Regardless of their underlying raison d’être—Sony’s Hail Mary attempt to share the Spider-Man film rights with Disney—the Venom films have been some of the most engaging superhero movies of the post-Avengers: Endgame landscape, if for no other reason than because of their refreshing lack of pretension. Kelly Marcel, making her directorial debut with Venom: The Last Dance after co-writing the first film and writing the second, keeps to the series’s simple, darkly humorous approach, and, if anything, streamlines things even further. Where the first two films occasionally stumble between trying to maintain momentum and attempting to flesh out their characters, The Last Dance runs through the majority of its exposition in brief, easily digested info dumps amid its constant forward motion.
Consider how swiftly the film introduces Knull, the god-king of the symbiote species who lies imprisoned by his own creations. In order to free himself and wreak havoc on the universe, Knull needs a codex encoded in Venom’s DNA. To find and retrieve this codex, the King in Black sends Lovecraftian amalgamations of tendrils, clawed limbs, and teeth through the cosmos to track the signal that Venom emits like a homing beacon. Already trying to avoid being detected by the U.S. government after the events of Let There Be Carnage, the symbiote Venom and his put-upon human host, Eddie Brock (Tom Hardy), must now evade the xenophage monsters who are hunting Venom and the other symbiotes that have landed on Earth.
Thus established as a chase movie, The Last Dance hits the ground running, or at least stumbling, as Hardy continues to play Eddie as a man every bit as diseased by Venom as he is empowered by the alien possessor. With his sunken eyes and sharp stubble, Eddie looks nearly as bad as the clothes he appears to have worn for weeks.
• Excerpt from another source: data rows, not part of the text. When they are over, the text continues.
//! JWT 认证中间件
//! 两段式访问控制：先认证（require_auth），再按路由要求的角色放行（require_role）

use crate::{
    auth::{
        carrier::extract_token,
        jwt::{Claims, SharedTokenCodec, VerificationError},
    },
    error::AppError,
    models::user::Role,
};
use axum::{
    extract::{FromRequestParts, OptionalFromRequestParts, Request, State},
    http::request::Parts,
    middleware::Next,
    response::Response,
};
use serde::Serialize;
use std::convert::Infallible;
use uuid::Uuid;

/// 认证上下文（附加到请求扩展）
#[derive(Debug, Clone, PartialEq, Eq, Serialize)]
pub struct AuthContext {
    pub id: Uuid,
    pub email: String,
    pub role: Role,
}

impl AuthContext {
    pub fn is_admin(&self) -> bool {
        self.role == Role::Admin
    }
}

impl TryFrom<Claims> for AuthContext {
    type Error = VerificationError;

    fn try_from(claims: Claims) -> Result<Self, Self::Error> {
        let id = Uuid::parse_str(&claims.id).map_err(|_| VerificationError::Malformed)?;
        Ok(Self {
            id,
            email: claims.email,
            role: claims.role,
        })
    }
}

// 实现 FromRequestParts 以便在 handler 中直接提取 AuthContext
impl<S> FromRequestParts<S> for AuthContext
where
    S: Send + Sync,
{
    type Rejection = AppError;

    async fn from_request_parts(parts: &mut Parts, _state: &S) -> Result<Self, Self::Rejection> {
        parts
            .extensions
            .get::<AuthContext>()
            .cloned()
            .ok_or(AppError::Unauthenticated)
    }
}

// 公开路由使用 Option<AuthContext>：匿名请求得到 None
impl<S> OptionalFromRequestParts<S> for AuthContext
where
    S: Send + Sync,
{
    type Rejection = Infallible;

    async fn from_request_parts(
        parts: &mut Parts,
        _state: &S,
    ) -> Result<Option<Self>, Self::Rejection> {
        Ok(parts.extensions.get::<AuthContext>().cloned())
    }
}

/// 认证：解析并校验令牌，成功后把身份挂到请求上
pub fn authenticate(codec: &SharedTokenCodec, req: &Request) -> Result<AuthContext, AppError> {
    let token = extract_token(req.headers()).ok_or(AppError::Unauthenticated)?;
    let claims = codec.verify(&token)?;
    Ok(AuthContext::try_from(claims)?)
}

/// 第一阶段：必须认证
pub async fn require_auth(
    State(codec): State<SharedTokenCodec>,
    mut req: Request,
    next: Next,
) -> Result<Response, AppError> {
    let auth_context = match authenticate(&codec, &req) {
        Ok(auth_context) => auth_context,
        Err(e) => {
            let reason = match e {
                AppError::Unauthenticated => "missing",
                _ => "invalid",
            };
            metrics::counter!("auth_gate_rejections_total", "reason" => reason).increment(1);
            return Err(e);
        }
    };

    tracing::debug!(user_id = %auth_context.id, role = %auth_context.role, "Request authenticated");

    // 附加到请求扩展
    req.extensions_mut().insert(auth_context);

    Ok(next.run(req).await)
}

/// 第二阶段：角色要求，必须叠加在 require_auth 之内
pub async fn require_role(
    State(required): State<Role>,
    req: Request,
    next: Next,
) -> Result<Response, AppError> {
    let auth_context = req
        .extensions()
        .get::<AuthContext>()
        .ok_or(AppError::Unauthenticated)?;

    if auth_context.role != required {
        tracing::warn!(
            user_id = %auth_context.id,
            role = %auth_context.role,
            required = %required,
            "Role requirement not met"
        );
        metrics::counter!("auth_gate_rejections_total", "reason" => "role").increment(1);
        return Err(AppError::forbidden("Access denied"));
    }

    Ok(next.run(req).await)
}

/// 可选认证 - 不强制要求令牌，无效令牌按匿名处理
pub async fn optional_auth(
    State(codec): State<SharedTokenCodec>,
    mut req: Request,
    next: Next,
) -> Response {
    match authenticate(&codec, &req) {
        Ok(auth_context) => {
            req.extensions_mut().insert(auth_context);
        }
        Err(AppError::Unauthenticated) => {}
        Err(e) => tracing::debug!(error = %e, "Ignoring unusable token on public route"),
    }

    next.run(req).await
}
Despite ostensibly being at last settled into his new normal, Eddie is the furthest thing from a sleek, cool antihero; instead, he’s a raving lunatic who sometimes does “good” only in the deeply ambiguous sense of dispensing street justice via feeding criminals’ heads to his molecularly tethered life partner.
If the first film in this series, in which the hyper-violent yet childishly naïve Venom initially invades Eddie’s mind and body, is a buddy movie with heightened special effects, the sequel, in which the pair bicker like an old married couple and even separate before reuniting in mutual understanding, is a comedy of remarriage. But the reference points are less generic in The Last Dance, which suggests a garish collision between Thelma & Louise’s pals-on-the-lam bonding experience and Starship Troopers’s maximalist horror-comedy.
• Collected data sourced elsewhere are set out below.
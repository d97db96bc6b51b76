//! Authentication-related models

use serde::{Deserialize, Serialize};

/// Login request
#[derive(Debug, Deserialize)]
pub struct LoginRequest {
    pub email: String,
    pub password: String,
}

/// Login response: the user record plus the token for header-based clients
#[derive(Debug, Serialize)]
pub struct LoginResponse {
    #[serde(flatten)]
    pub user: super::user::UserResponse,
    pub token: String,
}

/// Plain `{ "message": ... }` acknowledgement
#[derive(Debug, Serialize)]
pub struct MessageResponse {
    pub message: String,
}

impl MessageResponse {
    pub fn new(message: &str) -> Self {
        Self {
            message: message.to_string(),
        }
    }
}

/// Profile edit acknowledgement
#[derive(Debug, Serialize)]
pub struct EditProfileResponse {
    pub message: String,
    pub user: super::user::UserResponse,
}
//! User repository (数据库访问层)

use crate::{error::AppError, models::user::*};
use sqlx::{PgConnection, PgPool};
use uuid::Uuid;

pub struct UserRepository {
    db: PgPool,
}

/// Normalized profile changes; `None` keeps the stored value
#[derive(Debug, Default)]
pub struct ProfileChanges {
    pub username: Option<String>,
    pub email: Option<String>,
    pub avatar_url: Option<String>,
}

impl UserRepository {
    pub fn new(db: PgPool) -> Self {
        Self { db }
    }

    /// 根据邮箱查找用户
    pub async fn find_by_email(&self, email: &str) -> Result<Option<User>, AppError> {
        let user = sqlx::query_as::<_, User>("SELECT * FROM users WHERE email = $1")
            .bind(email)
            .fetch_optional(&self.db)
            .await?;

        Ok(user)
    }

    /// 根据 ID 查找用户
    pub async fn find_by_id(&self, id: Uuid) -> Result<Option<User>, AppError> {
        let user = sqlx::query_as::<_, User>("SELECT * FROM users WHERE id = $1")
            .bind(id)
            .fetch_optional(&self.db)
            .await?;

        Ok(user)
    }

    /// 用户名或邮箱是否已被占用
    pub async fn exists_by_username_or_email(
        &self,
        username: &str,
        email: &str,
    ) -> Result<bool, AppError> {
        let exists: bool = sqlx::query_scalar(
            "SELECT EXISTS(SELECT 1 FROM users WHERE username = $1 OR email = $2)",
        )
        .bind(username)
        .bind(email)
        .fetch_one(&self.db)
        .await?;

        Ok(exists)
    }

    /// 查找占用该用户名的其他用户
    pub async fn find_by_username_excluding(
        &self,
        username: &str,
        exclude_id: Uuid,
    ) -> Result<Option<User>, AppError> {
        let user = sqlx::query_as::<_, User>("SELECT * FROM users WHERE username = $1 AND id <> $2")
            .bind(username)
            .bind(exclude_id)
            .fetch_optional(&self.db)
            .await?;

        Ok(user)
    }

    /// 查找占用该邮箱的其他用户
    pub async fn find_by_email_excluding(
        &self,
        email: &str,
        exclude_id: Uuid,
    ) -> Result<Option<User>, AppError> {
        let user = sqlx::query_as::<_, User>("SELECT * FROM users WHERE email = $1 AND id <> $2")
            .bind(email)
            .bind(exclude_id)
            .fetch_optional(&self.db)
            .await?;

        Ok(user)
    }

    /// 创建用户
    pub async fn create(
        &self,
        req: &RegisterRequest,
        password_hash: &str,
        role: Role,
    ) -> Result<User, AppError> {
        sqlx::query_as::<_, User>(
            r#"
            INSERT INTO users (username, email, password_hash, avatar_url, role)
            VALUES ($1, $2, $3, $4, $5)
            RETURNING *
            "#,
        )
        .bind(&req.username)
        .bind(&req.email)
        .bind(password_hash)
        .bind(&req.avatar_url)
        .bind(role)
        .fetch_one(&self.db)
        .await
        .map_err(|e| AppError::on_unique_violation(e, "User already exists"))
    }

    /// 更新个人资料（角色不随邮箱变更重新计算）；带 `password_hash` 时与密码在同一事务内提交
    pub async fn update_profile(
        &self,
        id: Uuid,
        changes: &ProfileChanges,
        password_hash: Option<&str>,
    ) -> Result<Option<User>, AppError> {
        let mut tx = self.db.begin().await.map_err(|e| {
            tracing::error!(error = %e, "Failed to begin transaction");
            AppError::Database(e)
        })?;

        if let Some(password_hash) = password_hash {
            Self::update_password(&mut *tx, id, password_hash).await?;
        }

        let updated = sqlx::query_as::<_, User>(
            r#"
            UPDATE users
            SET
                username = COALESCE($2, username),
                email = COALESCE($3, email),
                avatar_url = COALESCE($4, avatar_url),
                updated_at = NOW()
            WHERE id = $1
            RETURNING *
            "#,
        )
        .bind(id)
        .bind(&changes.username)
        .bind(&changes.email)
        .bind(&changes.avatar_url)
        .fetch_optional(&mut *tx)
        .await
        .map_err(|e| AppError::on_unique_violation(e, "Username or email already taken"))?;

        tx.commit().await.map_err(|e| {
            tracing::error!(error = %e, "Failed to commit transaction");
            AppError::Database(e)
        })?;

        Ok(updated)
    }

    /// 更新密码（在调用方的事务内执行）
    pub async fn update_password(
        conn: &mut PgConnection,
        id: Uuid,
        password_hash: &str,
    ) -> Result<bool, AppError> {
        let result = sqlx::query(
            r#"
            UPDATE users
            SET
                password_hash = $2,
                updated_at = NOW()
            WHERE id = $1
            "#,
        )
        .bind(id)
        .bind(password_hash)
        .execute(&mut *conn)
        .await?;

        Ok(result.rows_affected() > 0)
    }
}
When one of the xenophage creatures shows up and begins to tear its way toward Venom, it consumes unfortunate bystanders in grisly fashion with its rows of teeth. Here and elsewhere, it boggles the mind how the film slipped past the MPA with only a PG-13 rating. Naturally these are CGI-heavy scenes, but Marcel favors surprisingly long takes that let you see just how nightmarish the fighting between humans, symbiotes, and xenophages gets.
As the film progresses, it consistently escalates the stakes and scale of its action, which doesn’t devolve into incomprehensible CG murk as it hurtles toward the climax. And despite featuring more symbiotes than either of the previous movies, the monsters are more visually distinctive here and have more of a personality, informed by both the quickly but coherently drawn behavioral qualities of the humans who host them and the visual designs of each alien.
There are a few elements that veer a bit too sharply from the established status quo of this series with no explanation. The first two films established other symbiotes as marauding would-be conquerors seeking to make Earth their home and buffet, which makes it odd to see them here abruptly recast as frightened refugees fleeing the annihilating wrath of their maker.
Still, The Last Dance nails the shift thanks largely to the supporting turns from Juno Temple as an idealistic research scientist who, contrary to expectation, isn’t punished for her belief in the possible benefits of alien contact and Chiwetel Ejiofor as a special ops soldier who’s validated for his innate distrust of and shoot-on-sight attitude toward extraterrestrials. But the star of the show remains Hardy, who’s slowly fashioned this series’s unorthodox, unglamorous take on the superhero film into an oddly sentimental depiction of a deep friendship between an otherwise unremarkable man and the gooey, goofy alien monster who lives inside of him.